* **What to work on**: Search the entries for the word "Mutex". Copy every line where it turns up.

[Stored records]
*** Block opens ***

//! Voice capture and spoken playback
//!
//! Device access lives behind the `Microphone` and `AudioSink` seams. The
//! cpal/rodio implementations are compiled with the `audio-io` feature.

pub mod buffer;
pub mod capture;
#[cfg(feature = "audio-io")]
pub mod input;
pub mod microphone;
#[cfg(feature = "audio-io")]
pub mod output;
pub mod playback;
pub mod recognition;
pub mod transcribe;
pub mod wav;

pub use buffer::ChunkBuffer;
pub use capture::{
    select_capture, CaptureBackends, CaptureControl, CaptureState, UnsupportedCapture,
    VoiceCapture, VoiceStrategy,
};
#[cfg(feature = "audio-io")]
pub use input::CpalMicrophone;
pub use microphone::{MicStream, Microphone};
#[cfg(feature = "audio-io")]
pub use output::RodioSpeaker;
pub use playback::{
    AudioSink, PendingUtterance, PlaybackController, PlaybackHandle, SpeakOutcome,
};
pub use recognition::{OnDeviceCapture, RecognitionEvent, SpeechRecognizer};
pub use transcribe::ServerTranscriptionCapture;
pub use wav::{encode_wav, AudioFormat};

*** Block closes ***
*** Block opens ***

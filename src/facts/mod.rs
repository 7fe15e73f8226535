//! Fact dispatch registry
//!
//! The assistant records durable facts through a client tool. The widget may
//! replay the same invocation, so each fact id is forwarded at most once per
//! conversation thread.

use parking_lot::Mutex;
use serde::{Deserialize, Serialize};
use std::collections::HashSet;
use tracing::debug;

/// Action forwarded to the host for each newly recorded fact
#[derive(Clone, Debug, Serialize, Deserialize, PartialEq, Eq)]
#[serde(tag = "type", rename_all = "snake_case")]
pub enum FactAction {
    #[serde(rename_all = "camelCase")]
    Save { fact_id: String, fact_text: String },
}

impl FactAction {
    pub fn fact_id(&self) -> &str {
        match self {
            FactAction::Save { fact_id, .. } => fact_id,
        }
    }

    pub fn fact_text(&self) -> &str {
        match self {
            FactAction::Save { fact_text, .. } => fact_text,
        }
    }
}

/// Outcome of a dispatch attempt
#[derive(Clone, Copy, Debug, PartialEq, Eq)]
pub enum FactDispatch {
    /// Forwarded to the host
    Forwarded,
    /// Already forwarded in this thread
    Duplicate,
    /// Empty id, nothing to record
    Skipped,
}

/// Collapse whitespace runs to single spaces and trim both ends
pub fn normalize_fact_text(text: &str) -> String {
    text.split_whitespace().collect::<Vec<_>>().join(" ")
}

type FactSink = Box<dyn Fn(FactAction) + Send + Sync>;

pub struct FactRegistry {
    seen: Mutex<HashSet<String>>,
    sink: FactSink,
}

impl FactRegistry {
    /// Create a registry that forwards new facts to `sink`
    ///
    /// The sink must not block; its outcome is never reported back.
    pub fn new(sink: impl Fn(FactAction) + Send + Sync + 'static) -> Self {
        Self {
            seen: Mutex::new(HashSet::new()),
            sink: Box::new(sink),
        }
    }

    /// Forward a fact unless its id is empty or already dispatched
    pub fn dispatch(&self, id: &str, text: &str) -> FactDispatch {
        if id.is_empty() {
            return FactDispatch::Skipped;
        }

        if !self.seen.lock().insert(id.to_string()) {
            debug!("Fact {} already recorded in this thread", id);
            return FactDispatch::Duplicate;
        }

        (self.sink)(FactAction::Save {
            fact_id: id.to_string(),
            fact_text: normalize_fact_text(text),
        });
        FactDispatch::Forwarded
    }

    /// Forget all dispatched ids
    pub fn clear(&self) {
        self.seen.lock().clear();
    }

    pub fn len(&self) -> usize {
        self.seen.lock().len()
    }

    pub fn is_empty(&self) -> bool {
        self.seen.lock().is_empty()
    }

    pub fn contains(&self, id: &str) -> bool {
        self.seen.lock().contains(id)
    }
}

*** Block closes ***
*** Block opens ***

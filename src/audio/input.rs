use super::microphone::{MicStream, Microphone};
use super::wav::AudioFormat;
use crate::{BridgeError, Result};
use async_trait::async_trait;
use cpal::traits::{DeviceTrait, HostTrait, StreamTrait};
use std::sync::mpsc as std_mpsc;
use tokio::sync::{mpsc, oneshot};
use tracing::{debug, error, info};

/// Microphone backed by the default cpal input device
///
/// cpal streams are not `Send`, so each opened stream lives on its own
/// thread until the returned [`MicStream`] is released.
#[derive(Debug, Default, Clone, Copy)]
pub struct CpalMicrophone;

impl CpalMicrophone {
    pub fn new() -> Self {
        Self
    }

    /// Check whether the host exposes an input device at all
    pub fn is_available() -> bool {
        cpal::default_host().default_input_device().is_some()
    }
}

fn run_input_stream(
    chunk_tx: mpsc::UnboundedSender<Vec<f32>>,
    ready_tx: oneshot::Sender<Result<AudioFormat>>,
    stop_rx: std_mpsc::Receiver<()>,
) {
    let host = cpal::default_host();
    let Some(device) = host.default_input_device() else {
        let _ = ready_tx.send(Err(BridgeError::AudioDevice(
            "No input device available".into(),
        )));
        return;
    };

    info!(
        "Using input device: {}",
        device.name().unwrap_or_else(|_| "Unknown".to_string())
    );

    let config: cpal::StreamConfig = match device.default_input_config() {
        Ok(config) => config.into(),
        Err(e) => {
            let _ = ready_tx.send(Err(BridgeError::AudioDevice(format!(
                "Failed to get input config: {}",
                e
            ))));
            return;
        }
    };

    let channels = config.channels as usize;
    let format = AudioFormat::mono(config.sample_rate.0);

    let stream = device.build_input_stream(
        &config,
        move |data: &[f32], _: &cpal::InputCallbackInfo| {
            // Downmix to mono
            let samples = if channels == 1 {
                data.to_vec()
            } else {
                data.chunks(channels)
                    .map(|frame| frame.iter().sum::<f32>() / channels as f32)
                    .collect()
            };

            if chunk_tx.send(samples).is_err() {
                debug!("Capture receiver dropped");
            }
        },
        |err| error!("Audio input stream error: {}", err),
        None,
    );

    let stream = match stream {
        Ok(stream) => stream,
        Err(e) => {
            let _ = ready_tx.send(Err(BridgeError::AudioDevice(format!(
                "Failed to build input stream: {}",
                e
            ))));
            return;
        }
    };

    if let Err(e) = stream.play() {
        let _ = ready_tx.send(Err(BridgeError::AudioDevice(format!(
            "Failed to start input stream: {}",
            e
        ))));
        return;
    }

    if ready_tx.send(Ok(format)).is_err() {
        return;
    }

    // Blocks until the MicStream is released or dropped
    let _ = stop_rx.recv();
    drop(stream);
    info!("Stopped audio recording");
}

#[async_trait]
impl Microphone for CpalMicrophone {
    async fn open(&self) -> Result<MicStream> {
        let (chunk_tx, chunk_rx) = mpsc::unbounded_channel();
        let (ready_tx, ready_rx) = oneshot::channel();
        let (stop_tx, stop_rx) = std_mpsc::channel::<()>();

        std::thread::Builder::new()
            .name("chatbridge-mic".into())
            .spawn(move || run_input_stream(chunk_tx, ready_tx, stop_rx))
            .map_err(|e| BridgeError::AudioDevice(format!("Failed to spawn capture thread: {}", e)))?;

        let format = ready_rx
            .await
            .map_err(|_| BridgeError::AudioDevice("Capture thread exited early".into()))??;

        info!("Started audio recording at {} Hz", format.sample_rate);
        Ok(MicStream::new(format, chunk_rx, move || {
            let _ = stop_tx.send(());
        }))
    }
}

*** Block closes ***

* **Answer space**:
use parking_lot::Mutex;
    seen: Mutex<HashSet<String>>,
            seen: Mutex::new(HashSet::new()),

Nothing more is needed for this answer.